Personal information
According to the Privacy Act 1988, personal information is 'information or an opinion about an identified individual, or an individual who is reasonably identifiable:
(a) whether the information or opinion is true or not true; and
(b) whether the information or opinion is recorded in a material form or not’.
In other words, personal information is information that identifies, or could identify, a person. This can include not only names and addresses, but also medical records, bank account details, photos, videos and even information about what a person likes and where they work. Information can still be personal without having a name attached to it. For example, in some cases, date of birth and postcode may be enough to identify someone.

Perturbation
A statistical disclosure control technique used for count or magnitude data. Perturbation is a data modification method that involves changing the data slightly to reduce the risk of disclosure while retaining as much data content and structure as possible. Perturbation techniques include data rounding.
For more about statistical disclosure control techniques, see Part 4: Managing the risk of disclosure: Treating aggregate data.

Privacy
Although not specifically defined in the Privacy Act, privacy is generally considered as an individual’s right to have their personal information kept confidential unless informed consent has been given to release the information, or a legal authority exists. This is in accordance with the requirements of the Privacy Act 1988.

Re-identification
Re-identification is the act of determining the identity of a person or organisation using publicly or privately held information about that individual or organisation.

Remote analysis facility
Remote access facilities are used by agencies around the world. These facilities enable approved researchers to submit data queries from their desktops through a secure online interface. Requests are run against a Confidentialised Unit Record File (CURF) that is securely stored inside the data custodian's computing environment.
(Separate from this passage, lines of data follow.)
impl FloatPathfinder {
    pub fn new() -> Self {
        Self::default()
    }

    /// Drop every waypoint; the next evasive step seeds a fresh window
    pub fn clear(&mut self) {
        self.points.clear();
        self.needs_seed = true;
    }

    pub fn is_seeded(&self) -> bool {
        !self.needs_seed
    }

    pub fn waypoints(&self) -> &[Waypoint] {
        &self.points
    }

    /// Float position captured when the current window was seeded
    pub fn initial_position(&self) -> Vec2 {
        self.initial_position
    }

    pub fn move_vector(&self) -> Vec2 {
        self.move_vector
    }

    /// Advance the window and return the float's position delta for this tick
    pub fn step<W, R>(
        &mut self,
        ctx: &PathContext,
        motion: &FloatMotion,
        world: &W,
        rng: &mut R,
        diagnostics: &mut dyn DiagnosticsSink,
    ) -> Vec2
    where
        W: SpatialQuery + ?Sized,
        R: RandomSource,
    {
        let float_pos = motion.float_position;
        if self.needs_seed {
            self.initial_position = float_pos;
        }

        let mut loot_vector = Vec2::ZERO;
        let mut attract_vector = Vec2::ZERO;

        if motion.evade {
            if self.needs_seed {
                self.seed(ctx, float_pos, world, rng);
            }

            let (p0, p1) = (self.points[0].position, self.points[1].position);
            if float_pos.distance(p1) < p0.distance(p1) / 4.0 {
                self.points.remove(0);
                let current = self.points[MAX_PATH_POINTS - 1].position;
                let previous = self.points[MAX_PATH_POINTS - 2].position;
                let next = self.generate_waypoint(ctx, current, previous, world, rng);
                self.points.push(next);
            }

            loot_vector = (self.points[1].position - float_pos).normalize_or_zero();

            let polyline: Vec<Vec2> = self.points.iter().map(|w| w.position).collect();
            diagnostics.path(&polyline);
        }

        if motion.attracting {
            attract_vector = self.attract_direction(ctx, float_pos) * ATTRACT_STRENGTH;
            attract_vector = avoid_edges(attract_vector, float_pos, world);
            diagnostics.ray(float_pos, attract_vector);
        }

        let target = loot_vector + attract_vector;
        let t = (MOVE_SMOOTHING * motion.dt).clamp(0.0, 1.0);
        self.move_vector = self.move_vector.lerp(target, t);

        self.move_vector * motion.speed * motion.dt
    }

    fn seed<W, R>(&mut self, ctx: &PathContext, float_pos: Vec2, world: &W, rng: &mut R)
    where
        W: SpatialQuery + ?Sized,
        R: RandomSource,
    {
        if self.points.is_empty() {
            self.points.push(Waypoint {
                position: float_pos,
                quality: WaypointQuality::Strict,
            });
        }

        for i in 0..MAX_PATH_POINTS {
            let current = self.points[i].position;
            let previous = if i > 0 { self.points[i - 1].position } else { current };
            let next = self.generate_waypoint(ctx, current, previous, world, rng);
            self.points.push(next);
        }

        self.needs_seed = false;
        log::debug!(
            "Seeded float path from ({:.2}, {:.2})",
            float_pos.x,
            float_pos.y
        );
    }

    /// Direction toward the anchor; side view never climbs above the start
    fn attract_direction(&self, ctx: &PathContext, float_pos: Vec2) -> Vec2 {
        let mut dir = (ctx.anchor - float_pos).normalize_or_zero();
        if ctx.view_mode == ViewMode::SideView && float_pos.y >= self.initial_position.y {
            dir.y = 0.0;
        }
        dir.normalize_or_zero()
    }

    fn generate_waypoint<W, R>(
        &self,
        ctx: &PathContext,
        current: Vec2,
        previous: Vec2,
        world: &W,
        rng: &mut R,
    ) -> Waypoint
    where
        W: SpatialQuery + ?Sized,
        R: RandomSource,
    {
        let filter = obstacle_filter();

        let mut last = None;
        for _ in 0..STRICT_PATH_ATTEMPTS {
            let candidate = sample_candidate(current, world, &filter, rng);
            if self.fits_relaxed(ctx, current, candidate)
                && world.linecast(previous, candidate, &filter).is_none()
                && turns_enough(current, previous, candidate)
            {
                return Waypoint {
                    position: candidate,
                    quality: WaypointQuality::Strict,
                };
            }
            last = Some(candidate);
        }

        // the last strict candidate gets a second look before resampling
        if let Some(candidate) = last.filter(|c| self.fits_relaxed(ctx, current, *c)) {
            return Waypoint {
                position: candidate,
                quality: WaypointQuality::Relaxed,
            };
        }

        for _ in 0..RELAXED_PATH_ATTEMPTS {
            let candidate = sample_candidate(current, world, &filter, rng);
            if self.fits_relaxed(ctx, current, candidate) {
                return Waypoint {
                    position: candidate,
                    quality: WaypointQuality::Relaxed,
                };
            }
        }

        let position = self.initial_position - Vec2::new(0.0, WATER_LEVEL_MARGIN);
        log::warn!(
            "No valid waypoint around ({:.2}, {:.2}); falling back to ({:.2}, {:.2})",
            current.x,
            current.y,
            position.x,
            position.y
        );
        Waypoint {
            position,
            quality: WaypointQuality::Fallback,
        }
    }

    /// Distance and water level only
    fn fits_relaxed(&self, ctx: &PathContext, current: Vec2, candidate: Vec2) -> bool {
        self.within_reach(ctx, current, candidate) && self.below_surface(ctx, candidate)
    }

    fn within_reach(&self, ctx: &PathContext, current: Vec2, candidate: Vec2) -> bool {
        current.distance(candidate) >= MIN_WAYPOINT_SEPARATION
            && candidate.distance(ctx.anchor) <= ctx.max_line_length
    }

    fn below_surface(&self, ctx: &PathContext, candidate: Vec2) -> bool {
        match ctx.view_mode {
            ViewMode::TopDown => true,
            ViewMode::SideView => candidate.y <= self.initial_position.y - WATER_LEVEL_MARGIN,
        }
    }
}

/// Random point around `current`, pulled back in front of any obstacle on the way
fn sample_candidate<W, R>(current: Vec2, world: &W, filter: &QueryFilter, rng: &mut R) -> Vec2
where
    W: SpatialQuery + ?Sized,
    R: RandomSource,
{
    let candidate = current + rng.inside_unit_circle() * PATH_SAMPLE_RANGE;
    match world.linecast(current, candidate, filter) {
        Some(hit) => hit.point + (current - hit.point).normalize_or_zero() * OBSTACLE_STANDOFF,
        None => candidate,
    }
}

/// Turn at `current` from the incoming segment to the candidate is wide enough.
/// The first waypoint of a window has no incoming segment.
fn turns_enough(current: Vec2, previous: Vec2, candidate: Vec2) -> bool {
    if previous == current {
        return true;
    }
    angle_between_deg(previous - current, candidate - current) >= MIN_TURN_ANGLE_DEG
}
Remarkable characteristics
Rare characteristics or attributes in the data that can pose an identification risk, depending on how extraordinary or noticeable they are. These might include unusual jobs, very large families or very high income. Remarkable characteristics can lead to re-identification of individuals, households or organisations.

Respondent
See data provider.

Response knowledge
Information that is publicly or privately known about a respondent. This information may be used to breach confidentiality.

Rounding
See data rounding.

Safe Data
One of the Five Safes, Safe Data poses the question: has appropriate and sufficient protection been applied to the data? At a minimum, direct identifiers such as name and address must be removed or encoded. Further statistical disclosure control may also need to be applied depending on the context in which data is released.

Safe Outputs
One of the Five Safes, Safe Outputs poses the question: are the statistical results non-disclosive? This is the final check, which aims for negligible risk of disclosure. All data made available outside of the data custodian’s IT environment must be checked for disclosure. For example, statistical experts may check all outputs for inadvertent disclosure before the data leave a secure data centre.

Safe People
One of the Five Safes, Safe People poses the question: is the researcher appropriately authorised to access and use the data? By placing controls on the way data is accessed, the data custodian invests some responsibility for preventing re-identification in the researcher. The general rule is that as the detail in the data increases, so should the level of user authorisation required.

Safe Projects
One of the Five Safes, Safe Projects poses the question: is the data to be used for an appropriate purpose? Before users can access detailed microdata, they may need to demonstrate to the data custodian that their project has a valid research aim, public benefit or statistical purpose. Again the requirements under Safe Projects will depend on the context in which the data is accessed.

Safe Settings
One of the Five Safes, Safe Settings poses the question: does the access environment prevent unauthorised use? The environment here can be considered in terms of both the IT and physical environment. In some data access contexts, such as Open Data, Safe Settings are not applicable. At the other end of the spectrum, sensitive information is accessed through secure research centres.

Secure Research Centre
See data laboratory.

Security
Safe storage of, and access to, held data. Security covers both IT security and the physical security of buildings.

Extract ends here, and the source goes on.